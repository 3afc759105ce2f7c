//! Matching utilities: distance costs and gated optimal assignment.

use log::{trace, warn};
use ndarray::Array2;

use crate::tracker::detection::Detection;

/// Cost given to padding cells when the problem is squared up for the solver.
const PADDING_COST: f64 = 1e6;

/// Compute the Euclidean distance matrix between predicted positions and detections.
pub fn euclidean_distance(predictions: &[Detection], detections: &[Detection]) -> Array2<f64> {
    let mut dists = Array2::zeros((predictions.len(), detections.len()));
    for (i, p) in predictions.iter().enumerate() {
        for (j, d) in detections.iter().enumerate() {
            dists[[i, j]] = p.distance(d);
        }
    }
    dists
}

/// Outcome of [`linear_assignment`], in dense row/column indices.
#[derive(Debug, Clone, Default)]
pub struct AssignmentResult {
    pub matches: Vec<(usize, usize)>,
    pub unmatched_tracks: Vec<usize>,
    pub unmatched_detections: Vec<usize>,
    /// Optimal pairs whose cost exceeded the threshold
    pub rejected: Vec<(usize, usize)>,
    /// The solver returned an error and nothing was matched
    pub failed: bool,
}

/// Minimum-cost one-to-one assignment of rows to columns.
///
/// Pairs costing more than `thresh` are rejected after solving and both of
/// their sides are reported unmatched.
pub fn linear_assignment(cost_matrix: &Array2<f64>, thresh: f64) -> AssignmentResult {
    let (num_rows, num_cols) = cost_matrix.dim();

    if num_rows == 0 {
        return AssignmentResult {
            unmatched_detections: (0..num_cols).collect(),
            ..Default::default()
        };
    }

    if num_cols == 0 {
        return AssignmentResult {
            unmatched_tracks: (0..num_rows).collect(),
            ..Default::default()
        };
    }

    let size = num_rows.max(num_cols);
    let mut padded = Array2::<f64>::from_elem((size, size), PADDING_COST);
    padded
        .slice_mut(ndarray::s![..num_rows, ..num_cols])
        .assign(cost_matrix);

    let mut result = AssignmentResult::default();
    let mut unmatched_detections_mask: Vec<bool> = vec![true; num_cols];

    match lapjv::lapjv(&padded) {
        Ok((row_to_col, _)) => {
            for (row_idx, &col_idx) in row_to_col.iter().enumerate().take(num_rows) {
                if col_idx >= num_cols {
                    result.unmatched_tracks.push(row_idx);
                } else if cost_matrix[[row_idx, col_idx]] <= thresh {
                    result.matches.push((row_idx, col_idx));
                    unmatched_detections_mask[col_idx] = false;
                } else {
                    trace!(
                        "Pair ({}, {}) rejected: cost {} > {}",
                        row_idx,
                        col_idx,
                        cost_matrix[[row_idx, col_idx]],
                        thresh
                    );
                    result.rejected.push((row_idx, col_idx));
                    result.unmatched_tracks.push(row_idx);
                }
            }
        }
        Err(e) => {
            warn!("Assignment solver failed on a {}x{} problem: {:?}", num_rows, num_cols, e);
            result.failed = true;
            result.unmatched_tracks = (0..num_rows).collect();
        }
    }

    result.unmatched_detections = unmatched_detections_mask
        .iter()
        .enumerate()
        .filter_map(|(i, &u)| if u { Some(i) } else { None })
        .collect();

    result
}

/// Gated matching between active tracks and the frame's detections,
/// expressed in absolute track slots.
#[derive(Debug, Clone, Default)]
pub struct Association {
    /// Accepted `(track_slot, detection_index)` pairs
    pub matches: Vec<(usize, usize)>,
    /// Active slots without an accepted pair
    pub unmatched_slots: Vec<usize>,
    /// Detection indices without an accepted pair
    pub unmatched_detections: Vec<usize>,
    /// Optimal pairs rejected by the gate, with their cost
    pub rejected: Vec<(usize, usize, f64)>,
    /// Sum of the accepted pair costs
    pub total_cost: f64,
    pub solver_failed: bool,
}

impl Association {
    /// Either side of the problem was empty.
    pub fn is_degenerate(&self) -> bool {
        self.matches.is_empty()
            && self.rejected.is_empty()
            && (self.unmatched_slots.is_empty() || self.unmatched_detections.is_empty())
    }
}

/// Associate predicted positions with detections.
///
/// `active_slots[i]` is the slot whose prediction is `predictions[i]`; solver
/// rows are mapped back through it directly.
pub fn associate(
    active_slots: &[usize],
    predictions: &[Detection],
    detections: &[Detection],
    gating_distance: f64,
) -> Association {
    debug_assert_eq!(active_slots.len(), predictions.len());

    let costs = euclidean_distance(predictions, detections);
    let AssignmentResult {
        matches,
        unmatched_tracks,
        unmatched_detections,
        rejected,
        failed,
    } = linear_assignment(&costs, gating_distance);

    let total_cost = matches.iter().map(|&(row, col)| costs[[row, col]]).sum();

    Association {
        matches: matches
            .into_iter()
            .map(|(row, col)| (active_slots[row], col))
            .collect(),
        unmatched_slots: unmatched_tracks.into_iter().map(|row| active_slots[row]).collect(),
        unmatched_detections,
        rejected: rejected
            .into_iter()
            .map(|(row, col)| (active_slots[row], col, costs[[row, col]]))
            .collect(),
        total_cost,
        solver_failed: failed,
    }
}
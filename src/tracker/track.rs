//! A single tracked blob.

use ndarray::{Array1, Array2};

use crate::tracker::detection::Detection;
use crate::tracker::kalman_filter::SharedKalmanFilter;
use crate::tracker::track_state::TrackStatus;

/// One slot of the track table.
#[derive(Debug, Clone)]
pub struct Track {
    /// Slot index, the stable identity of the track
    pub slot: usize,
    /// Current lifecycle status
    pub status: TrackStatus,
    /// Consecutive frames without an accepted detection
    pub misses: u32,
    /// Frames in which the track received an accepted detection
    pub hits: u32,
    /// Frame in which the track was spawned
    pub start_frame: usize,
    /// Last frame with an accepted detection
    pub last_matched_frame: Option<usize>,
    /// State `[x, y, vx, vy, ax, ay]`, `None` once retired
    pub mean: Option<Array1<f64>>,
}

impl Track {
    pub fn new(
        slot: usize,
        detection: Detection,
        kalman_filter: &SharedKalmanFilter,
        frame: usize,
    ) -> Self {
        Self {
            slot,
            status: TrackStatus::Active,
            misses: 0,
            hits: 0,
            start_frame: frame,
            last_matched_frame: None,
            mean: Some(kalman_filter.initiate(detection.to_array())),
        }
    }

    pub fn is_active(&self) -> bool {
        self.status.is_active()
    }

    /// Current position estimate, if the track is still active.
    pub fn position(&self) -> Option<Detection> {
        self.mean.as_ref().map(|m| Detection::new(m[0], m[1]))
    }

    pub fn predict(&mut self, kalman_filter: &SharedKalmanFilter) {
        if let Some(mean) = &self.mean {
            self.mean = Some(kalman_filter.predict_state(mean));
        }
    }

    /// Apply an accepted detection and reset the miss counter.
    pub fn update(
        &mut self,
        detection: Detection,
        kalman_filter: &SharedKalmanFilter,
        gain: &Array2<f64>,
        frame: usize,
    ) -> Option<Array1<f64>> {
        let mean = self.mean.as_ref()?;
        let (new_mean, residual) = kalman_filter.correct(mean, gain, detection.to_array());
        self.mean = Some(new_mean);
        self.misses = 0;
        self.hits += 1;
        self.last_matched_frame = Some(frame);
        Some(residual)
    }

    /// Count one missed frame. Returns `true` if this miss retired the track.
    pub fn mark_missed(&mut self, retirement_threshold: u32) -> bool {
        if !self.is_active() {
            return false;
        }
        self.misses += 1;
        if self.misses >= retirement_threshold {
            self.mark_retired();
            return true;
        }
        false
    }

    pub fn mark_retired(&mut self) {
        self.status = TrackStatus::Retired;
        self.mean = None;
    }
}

What to produce> Repeat each record exactly, leaving nothing out.

Answer for this exercise>
repository 3afc759105ce2f7c
//! Matching utilities: distance costs and gated optimal assignment.

use log::{trace, warn};
use ndarray::Array2;

use crate::tracker::detection::Detection;

/// Cost given to padding cells when the problem is squared up for the solver.
const PADDING_COST: f64 = 1e6;

/// Compute the Euclidean distance matrix between predicted positions and detections.
pub fn euclidean_distance(predictions: &[Detection], detections: &[Detection]) -> Array2<f64> {
    let mut dists = Array2::zeros((predictions.len(), detections.len()));
    for (i, p) in predictions.iter().enumerate() {
        for (j, d) in detections.iter().enumerate() {
            dists[[i, j]] = p.distance(d);
        }
    }
    dists
}

/// Outcome of [`linear_assignment`], in dense row/column indices.
#[derive(Debug, Clone, Default)]
pub struct AssignmentResult {
    pub matches: Vec<(usize, usize)>,
    pub unmatched_tracks: Vec<usize>,
    pub unmatched_detections: Vec<usize>,
    /// Optimal pairs whose cost exceeded the threshold
    pub rejected: Vec<(usize, usize)>,
    /// The solver returned an error and nothing was matched
    pub failed: bool,
}

/// Minimum-cost one-to-one assignment of rows to columns.
///
/// Pairs costing more than `thresh` are rejected after solving and both of
/// their sides are reported unmatched.
pub fn linear_assignment(cost_matrix: &Array2<f64>, thresh: f64) -> AssignmentResult {
    let (num_rows, num_cols) = cost_matrix.dim();

    if num_rows == 0 {
        return AssignmentResult {
            unmatched_detections: (0..num_cols).collect(),
            ..Default::default()
        };
    }

    if num_cols == 0 {
        return AssignmentResult {
            unmatched_tracks: (0..num_rows).collect(),
            ..Default::default()
        };
    }

    let size = num_rows.max(num_cols);
    let mut padded = Array2::<f64>::from_elem((size, size), PADDING_COST);
    padded
        .slice_mut(ndarray::s![..num_rows, ..num_cols])
        .assign(cost_matrix);

    let mut result = AssignmentResult::default();
    let mut unmatched_detections_mask: Vec<bool> = vec![true; num_cols];

    match lapjv::lapjv(&padded) {
        Ok((row_to_col, _)) => {
            for (row_idx, &col_idx) in row_to_col.iter().enumerate().take(num_rows) {
                if col_idx >= num_cols {
                    result.unmatched_tracks.push(row_idx);
                } else if cost_matrix[[row_idx, col_idx]] <= thresh {
                    result.matches.push((row_idx, col_idx));
                    unmatched_detections_mask[col_idx] = false;
                } else {
                    trace!(
                        "Pair ({}, {}) rejected: cost {} > {}",
                        row_idx,
                        col_idx,
                        cost_matrix[[row_idx, col_idx]],
                        thresh
                    );
                    result.rejected.push((row_idx, col_idx));
                    result.unmatched_tracks.push(row_idx);
                }
            }
        }
        Err(e) => {
            warn!("Assignment solver failed on a {}x{} problem: {:?}", num_rows, num_cols, e);
            result.failed = true;
            result.unmatched_tracks = (0..num_rows).collect();
        }
    }

    result.unmatched_detections = unmatched_detections_mask
        .iter()
        .enumerate()
        .filter_map(|(i, &u)| if u { Some(i) } else { None })
        .collect();

    result
}

/// Gated matching between active tracks and the frame's detections,
/// expressed in absolute track slots.
#[derive(Debug, Clone, Default)]
pub struct Association {
    /// Accepted `(track_slot, detection_index)` pairs
    pub matches: Vec<(usize, usize)>,
    /// Active slots without an accepted pair
    pub unmatched_slots: Vec<usize>,
    /// Detection indices without an accepted pair
    pub unmatched_detections: Vec<usize>,
    /// Optimal pairs rejected by the gate, with their cost
    pub rejected: Vec<(usize, usize, f64)>,
    /// Sum of the accepted pair costs
    pub total_cost: f64,
    pub solver_failed: bool,
}

impl Association {
    /// Either side of the problem was empty.
    pub fn is_degenerate(&self) -> bool {
        self.matches.is_empty()
            && self.rejected.is_empty()
            && (self.unmatched_slots.is_empty() || self.unmatched_detections.is_empty())
    }
}

/// Associate predicted positions with detections.
///
/// `active_slots[i]` is the slot whose prediction is `predictions[i]`; solver
/// rows are mapped back through it directly.
pub fn associate(
    active_slots: &[usize],
    predictions: &[Detection],
    detections: &[Detection],
    gating_distance: f64,
) -> Association {
    debug_assert_eq!(active_slots.len(), predictions.len());

    let costs = euclidean_distance(predictions, detections);
    let AssignmentResult {
        matches,
        unmatched_tracks,
        unmatched_detections,
        rejected,
        failed,
    } = linear_assignment(&costs, gating_distance);

    let total_cost = matches.iter().map(|&(row, col)| costs[[row, col]]).sum();

    Association {
        matches: matches
            .into_iter()
            .map(|(row, col)| (active_slots[row], col))
            .collect(),
        unmatched_slots: unmatched_tracks.into_iter().map(|row| active_slots[row]).collect(),
        unmatched_detections,
        rejected: rejected
            .into_iter()
            .map(|(row, col)| (active_slots[row], col, costs[[row, col]]))
            .collect(),
        total_cost,
        solver_failed: failed,
    }
}
filename src/tracker/track.rs
//! A single tracked blob.

use ndarray::{Array1, Array2};

use crate::tracker::detection::Detection;
use crate::tracker::kalman_filter::SharedKalmanFilter;
use crate::tracker::track_state::TrackStatus;

/// One slot of the track table.
#[derive(Debug, Clone)]
pub struct Track {
    /// Slot index, the stable identity of the track
    pub slot: usize,
    /// Current lifecycle status
    pub status: TrackStatus,
    /// Consecutive frames without an accepted detection
    pub misses: u32,
    /// Frames in which the track received an accepted detection
    pub hits: u32,
    /// Frame in which the track was spawned
    pub start_frame: usize,
    /// Last frame with an accepted detection
    pub last_matched_frame: Option<usize>,
    /// State `[x, y, vx, vy, ax, ay]`, `None` once retired
    pub mean: Option<Array1<f64>>,
}

impl Track {
    pub fn new(
        slot: usize,
        detection: Detection,
        kalman_filter: &SharedKalmanFilter,
        frame: usize,
    ) -> Self {
        Self {
            slot,
            status: TrackStatus::Active,
            misses: 0,
            hits: 0,
            start_frame: frame,
            last_matched_frame: None,
            mean: Some(kalman_filter.initiate(detection.to_array())),
        }
    }

    pub fn is_active(&self) -> bool {
        self.status.is_active()
    }

    /// Current position estimate, if the track is still active.
    pub fn position(&self) -> Option<Detection> {
        self.mean.as_ref().map(|m| Detection::new(m[0], m[1]))
    }

    pub fn predict(&mut self, kalman_filter: &SharedKalmanFilter) {
        if let Some(mean) = &self.mean {
            self.mean = Some(kalman_filter.predict_state(mean));
        }
    }

    /// Apply an accepted detection and reset the miss counter.
    pub fn update(
        &mut self,
        detection: Detection,
        kalman_filter: &SharedKalmanFilter,
        gain: &Array2<f64>,
        frame: usize,
    ) -> Option<Array1<f64>> {
        let mean = self.mean.as_ref()?;
        let (new_mean, residual) = kalman_filter.correct(mean, gain, detection.to_array());
        self.mean = Some(new_mean);
        self.misses = 0;
        self.hits += 1;
        self.last_matched_frame = Some(frame);
        Some(residual)
    }

    /// Count one missed frame. Returns `true` if this miss retired the track.
    pub fn mark_missed(&mut self, retirement_threshold: u32) -> bool {
        if !self.is_active() {
            return false;
        }
        self.misses += 1;
        if self.misses >= retirement_threshold {
            self.mark_retired();
            return true;
        }
        false
    }

    pub fn mark_retired(&mut self) {
        self.status = TrackStatus::Retired;
        self.mean = None;
    }
}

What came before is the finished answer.